Look for "relational" in each line of the records, and copy the lines that have it.
___ EXERCISE INPUTS
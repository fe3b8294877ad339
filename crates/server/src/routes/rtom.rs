use axum::extract::State;
use axum::http::StatusCode;
use axum::response::Response;
use axum::Json;
use serde::Deserialize;
use serde_json::json;
use utoipa::ToSchema;

use service::rtom;

use crate::envelope;
use crate::AppState;

#[derive(Debug, Deserialize, ToSchema)]
pub struct RtomByIdRequest {
    pub rtom_id: Option<i64>,
}

pub async fn rtom_details(State(state): State<AppState>) -> Response {
    match rtom::list_rtoms(state.relational()).await {
        Ok(rows) => envelope::success(
            StatusCode::OK,
            "All RTOM details retrieved successfully.",
            json!(rows),
        ),
        Err(err) => envelope::failure("Failed to retrieve RTOM details.", &err),
    }
}

pub async fn rtom_details_by_id(
    State(state): State<AppState>,
    Json(body): Json<RtomByIdRequest>,
) -> Response {
    let Some(rtom_id) = body.rtom_id else {
        return envelope::error(
            StatusCode::BAD_REQUEST,
            "Failed to retrieve RTOM details.",
            "RTOM ID is required.",
        );
    };

    match rtom::find_rtoms_by_id(state.relational(), rtom_id).await {
        // The row set keeps its array shape even for a single id.
        Ok(rows) => envelope::success(
            StatusCode::OK,
            "All RTOM details retrieved successfully.",
            json!(rows),
        ),
        Err(err) => envelope::failure("Failed to retrieve RTOM details.", &err),
    }
}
______
## PROBLEM SOLUTION
    match rtom::list_rtoms(state.relational()).await {
    match rtom::find_rtoms_by_id(state.relational(), rtom_id).await {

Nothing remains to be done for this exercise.